_Problem to work on_. Report how many lines of the data below contain "derive". Give nothing besides the number.

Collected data
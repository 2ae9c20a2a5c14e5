//! Per-record processing states.

use serde::{Deserialize, Serialize};
use std::fmt;

/// Where a record is in its single pass through the reconciler.
///
/// ```text
/// Fetched -> Skipped
/// Fetched -> Enriching -> Enriched -> Writing -> Succeeded
///                                     Writing -> WriteFailedRetried -> Succeeded | Failed
///                                     Writing -> Failed
/// ```
#[derive(Debug, Clone, Copy, PartialEq, Eq, Hash, Serialize, Deserialize, Default)]
#[serde(rename_all = "snake_case")]
pub enum RecordState {
    /// Fetched from the store, not yet classified.
    #[default]
    Fetched,
    /// Already complete; never enriched or written.
    Skipped,
    /// Stages are running.
    Enriching,
    /// All stages have produced values (possibly fallbacks).
    Enriched,
    /// Write-back in flight.
    Writing,
    /// First write hit an auth failure; credential refreshed, retrying once.
    WriteFailedRetried,
    /// Written back successfully.
    Succeeded,
    /// Enrichment or write-back failed.
    Failed,
}

impl fmt::Display for RecordState {
    fn fmt(&self, f: &mut fmt::Formatter<'_>) -> fmt::Result {
        match self {
            Self::Fetched => write!(f, "fetched"),
            Self::Skipped => write!(f, "skipped"),
            Self::Enriching => write!(f, "enriching"),
            Self::Enriched => write!(f, "enriched"),
            Self::Writing => write!(f, "writing"),
            Self::WriteFailedRetried => write!(f, "write_failed_retried"),
            Self::Succeeded => write!(f, "succeeded"),
            Self::Failed => write!(f, "failed"),
        }
    }
}

impl RecordState {
    /// Returns true if the state is terminal.
    #[must_use]
    pub fn is_terminal(&self) -> bool {
        matches!(self, Self::Skipped | Self::Succeeded | Self::Failed)
    }

    /// Returns true if `next` is a legal successor of this state.
    #[must_use]
    pub fn can_transition_to(&self, next: Self) -> bool {
        use RecordState::{
            Enriched, Enriching, Failed, Fetched, Skipped, Succeeded, WriteFailedRetried, Writing,
        };
        matches!(
            (self, next),
            (Fetched, Skipped | Enriching)
                | (Enriching, Enriched | Failed)
                | (Enriched, Writing)
                | (Writing, Succeeded | WriteFailedRetried | Failed)
                | (WriteFailedRetried, Succeeded | Failed)
        )
    }

    /// Moves to `next`, returning the new state, or `None` for an illegal edge.
    #[must_use]
    pub fn advance(self, next: Self) -> Option<Self> {
        self.can_transition_to(next).then_some(next)
    }
}

#[cfg(test)]
mod tests {
    use super::*;

    #[test]
    fn test_display() {
        assert_eq!(RecordState::Skipped.to_string(), "skipped");
        assert_eq!(RecordState::WriteFailedRetried.to_string(), "write_failed_retried");
    }

    #[test]
    fn test_terminal_states() {
        assert!(RecordState::Skipped.is_terminal());
        assert!(RecordState::Succeeded.is_terminal());
        assert!(RecordState::Failed.is_terminal());
        assert!(!RecordState::Writing.is_terminal());
    }

    #[test]
    fn test_happy_path_transitions() {
        let state = RecordState::Fetched
            .advance(RecordState::Enriching)
            .and_then(|s| s.advance(RecordState::Enriched))
            .and_then(|s| s.advance(RecordState::Writing))
            .and_then(|s| s.advance(RecordState::WriteFailedRetried))
            .and_then(|s| s.advance(RecordState::Succeeded));
        assert_eq!(state, Some(RecordState::Succeeded));
    }

    #[test]
    fn test_no_state_is_revisited() {
        assert!(!RecordState::Succeeded.can_transition_to(RecordState::Writing));
        assert!(!RecordState::Skipped.can_transition_to(RecordState::Enriching));
        assert!(!RecordState::WriteFailedRetried.can_transition_to(RecordState::WriteFailedRetried));
    }

    #[test]
    fn test_serialize() {
        let json = serde_json::to_string(&RecordState::Succeeded).unwrap();
        assert_eq!(json, r#""succeeded""#);
    }
}
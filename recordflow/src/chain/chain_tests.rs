//! Stage chain scenarios against scripted completions.

#[cfg(test)]
mod tests {
    use crate::cancellation::CancellationToken;
    use crate::chain::{EnrichmentStageChain, StageStatus};
    use crate::completion::CompletionClient;
    use crate::core::{FieldValue, Record};
    use crate::errors::{RecordflowError, TransportError};
    use crate::retry::RetryConfig;
    use crate::stages::presets::{
        demo_analysis_stages, demo_completeness_policy, FUN_SCORE_FIELD, PAIN_POINT_STAGE,
        SCENE_FIELD, SCORE_STAGE, TITLE_FIELD, USEFUL_SCORE_FIELD,
    };
    use crate::testing::{
        complete_demo, demo_prompts, demo_replies, expected_demo_fields, incomplete_demo,
        stage_marker, ScriptedCompletions,
    };
    use pretty_assertions::assert_eq;
    use std::sync::Arc;

    fn chain(script: &Arc<ScriptedCompletions>) -> EnrichmentStageChain {
        let client = CompletionClient::new(script.clone(), "test-model")
            .with_retry(RetryConfig::immediate(3));
        EnrichmentStageChain::new(demo_analysis_stages(&demo_prompts()), Arc::new(client))
    }

    fn record() -> Record {
        incomplete_demo("rec1", "贪吃蛇")
    }

    #[tokio::test]
    async fn test_all_stages_parse() {
        let script = Arc::new(demo_replies());
        let result = chain(&script).run(&record(), &CancellationToken::new()).await.unwrap();

        assert_eq!(result.fields, expected_demo_fields());
        assert!(result.fallback_stages().is_empty());
        assert_eq!(result.stage_outcomes.len(), 6);
        assert_eq!(script.call_count(), 6);
    }

    #[tokio::test]
    async fn test_exhausted_stage_falls_back_others_normal() {
        let script = Arc::new(
            demo_replies().fail_when(stage_marker(SCORE_STAGE), TransportError::Timeout(120_000)),
        );
        let result = chain(&script).run(&record(), &CancellationToken::new()).await.unwrap();

        let mut expected = expected_demo_fields();
        expected.insert(FUN_SCORE_FIELD.into(), FieldValue::Number(25.0));
        expected.insert(USEFUL_SCORE_FIELD.into(), FieldValue::Number(25.0));
        assert_eq!(result.fields, expected);
        assert_eq!(result.fallback_stages(), vec![SCORE_STAGE.to_string()]);
        assert_eq!(script.calls_matching(&stage_marker(SCORE_STAGE)), 3);

        let outcome = &result.stage_outcomes[3];
        assert_eq!(outcome.status, StageStatus::Fallback);
        assert!(outcome.reason.as_deref().unwrap_or_default().contains("timed out"));
    }

    #[tokio::test]
    async fn test_malformed_scores_fall_back_without_retry() {
        let script = Arc::new(
            demo_replies().reply_when(stage_marker(SCORE_STAGE), "这个 demo 很有意思，但我无法打分。"),
        );
        let result = chain(&script).run(&record(), &CancellationToken::new()).await.unwrap();

        assert_eq!(result.fields[FUN_SCORE_FIELD], FieldValue::Number(25.0));
        assert_eq!(result.fields[USEFUL_SCORE_FIELD], FieldValue::Number(25.0));
        assert_eq!(result.fields[TITLE_FIELD], FieldValue::text("AI 游戏工坊"));
        assert_eq!(script.calls_matching(&stage_marker(SCORE_STAGE)), 1);
    }

    #[tokio::test]
    async fn test_partial_object_fills_missing_members() {
        let script = Arc::new(
            demo_replies().reply_when(stage_marker("创意生成"), r#"{"title": "只有标题"}"#),
        );
        let result = chain(&script).run(&record(), &CancellationToken::new()).await.unwrap();

        assert_eq!(result.fields[TITLE_FIELD], FieldValue::text("只有标题"));
        assert_eq!(result.fields["豆包创意描述"], FieldValue::text("帮我做一个贪吃蛇"));
        assert_eq!(result.fields["示例Prompt"], FieldValue::text("帮我贪吃蛇"));
        assert!(!result.fields.contains_key("豆包标签"));
        assert_eq!(result.stage_outcomes[2].status, StageStatus::Partial);
    }

    #[tokio::test]
    async fn test_later_stages_see_earlier_outputs() {
        let script = Arc::new(demo_replies());
        chain(&script).run(&record(), &CancellationToken::new()).await.unwrap();

        let prompts = script.prompts();
        let pain = prompts
            .iter()
            .find(|p| p.contains(&stage_marker(PAIN_POINT_STAGE)))
            .unwrap();
        assert!(pain.contains("输入场景：一句话造游戏"));
        let score = prompts.iter().find(|p| p.contains(&stage_marker(SCORE_STAGE))).unwrap();
        assert!(score.contains("豆包创意标题：AI 游戏工坊"));
    }

    #[tokio::test]
    async fn test_missing_only_runs_needed_stages() {
        let script = Arc::new(demo_replies());
        let mut record = complete_demo("rec2", "拼图");
        record.fields.remove(FUN_SCORE_FIELD);

        let result = chain(&script)
            .with_missing_only(demo_completeness_policy())
            .run(&record, &CancellationToken::new())
            .await
            .unwrap();

        assert_eq!(result.field_names(), vec![FUN_SCORE_FIELD.to_string()]);
        assert_eq!(result.fields[FUN_SCORE_FIELD], FieldValue::Number(42.0));
        assert_eq!(script.call_count(), 1);
        let skipped = result
            .stage_outcomes
            .iter()
            .filter(|o| o.status == StageStatus::Skipped)
            .count();
        assert_eq!(skipped, 5);
    }

    #[tokio::test]
    async fn test_legacy_scene_is_remapped_locally() {
        let script = Arc::new(demo_replies());
        let record = complete_demo("rec3", "识图").with_field(SCENE_FIELD, "看图知一切");

        let result = chain(&script)
            .with_missing_only(demo_completeness_policy())
            .run(&record, &CancellationToken::new())
            .await
            .unwrap();

        assert_eq!(result.fields[SCENE_FIELD], FieldValue::tag("图生万物"));
        assert_eq!(result.stage_outcomes[0].status, StageStatus::Local);
        assert_eq!(script.call_count(), 0);
    }

    #[tokio::test]
    async fn test_cancelled_chain_returns_error() {
        let script = Arc::new(demo_replies());
        let token = CancellationToken::new();
        token.cancel("shutdown");

        let err = chain(&script).run(&record(), &token).await.unwrap_err();
        assert!(matches!(err, RecordflowError::Cancelled(ref reason) if reason == "shutdown"));
        assert_eq!(script.call_count(), 0);
    }
}
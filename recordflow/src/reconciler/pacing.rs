//! Fixed-interval pacing shared by all workers.

use crate::cancellation::CancellationToken;
use parking_lot::Mutex;
use std::time::{Duration, Instant};

/// Hands out start slots at least `interval` apart.
///
/// The first slot is immediate. Workers sharing a pacer are spaced as a
/// group, so adding workers never raises the record rate above one per
/// interval.
#[derive(Debug)]
pub struct Pacer {
    interval: Duration,
    next_slot: Mutex<Option<Instant>>,
}

impl Pacer {
    /// Creates a pacer.
    #[must_use]
    pub fn new(interval: Duration) -> Self {
        Self {
            interval,
            next_slot: Mutex::new(None),
        }
    }

    /// The configured spacing.
    #[must_use]
    pub fn interval(&self) -> Duration {
        self.interval
    }

    /// Waits for the next slot.
    ///
    /// Returns `false` if `cancel` fired before or during the wait.
    pub async fn wait(&self, cancel: &CancellationToken) -> bool {
        let delay = {
            let mut next = self.next_slot.lock();
            let now = Instant::now();
            let slot = (*next).filter(|t| *t > now).unwrap_or(now);
            *next = Some(slot + self.interval);
            slot.saturating_duration_since(now)
        };
        if cancel.is_cancelled() {
            return false;
        }
        cancel.sleep(delay).await
    }
}

#[cfg(test)]
mod tests {
    use super::*;
    use std::sync::Arc;

    #[tokio::test]
    async fn test_first_slot_is_immediate() {
        let pacer = Pacer::new(Duration::from_secs(60));
        let start = Instant::now();
        assert!(pacer.wait(&CancellationToken::new()).await);
        assert!(start.elapsed() < Duration::from_secs(1));
    }

    #[tokio::test]
    async fn test_slots_are_spaced() {
        let pacer = Pacer::new(Duration::from_millis(40));
        let token = CancellationToken::new();
        let start = Instant::now();
        for _ in 0..3 {
            assert!(pacer.wait(&token).await);
        }
        assert!(start.elapsed() >= Duration::from_millis(80));
    }

    #[tokio::test]
    async fn test_concurrent_waiters_share_spacing() {
        let pacer = Arc::new(Pacer::new(Duration::from_millis(40)));
        let token = Arc::new(CancellationToken::new());
        let start = Instant::now();
        let handles: Vec<_> = (0..3)
            .map(|_| {
                let pacer = pacer.clone();
                let token = token.clone();
                tokio::spawn(async move { pacer.wait(&token).await })
            })
            .collect();
        for handle in handles {
            assert!(handle.await.unwrap());
        }
        assert!(start.elapsed() >= Duration::from_millis(80));
    }

    #[tokio::test]
    async fn test_cancel_interrupts_wait() {
        let pacer = Pacer::new(Duration::from_secs(60));
        let token = CancellationToken::new();
        assert!(pacer.wait(&token).await);

        token.cancel("stop");
        let start = Instant::now();
        assert!(!pacer.wait(&token).await);
        assert!(start.elapsed() < Duration::from_secs(1));
    }
}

_Answer to this task_. 2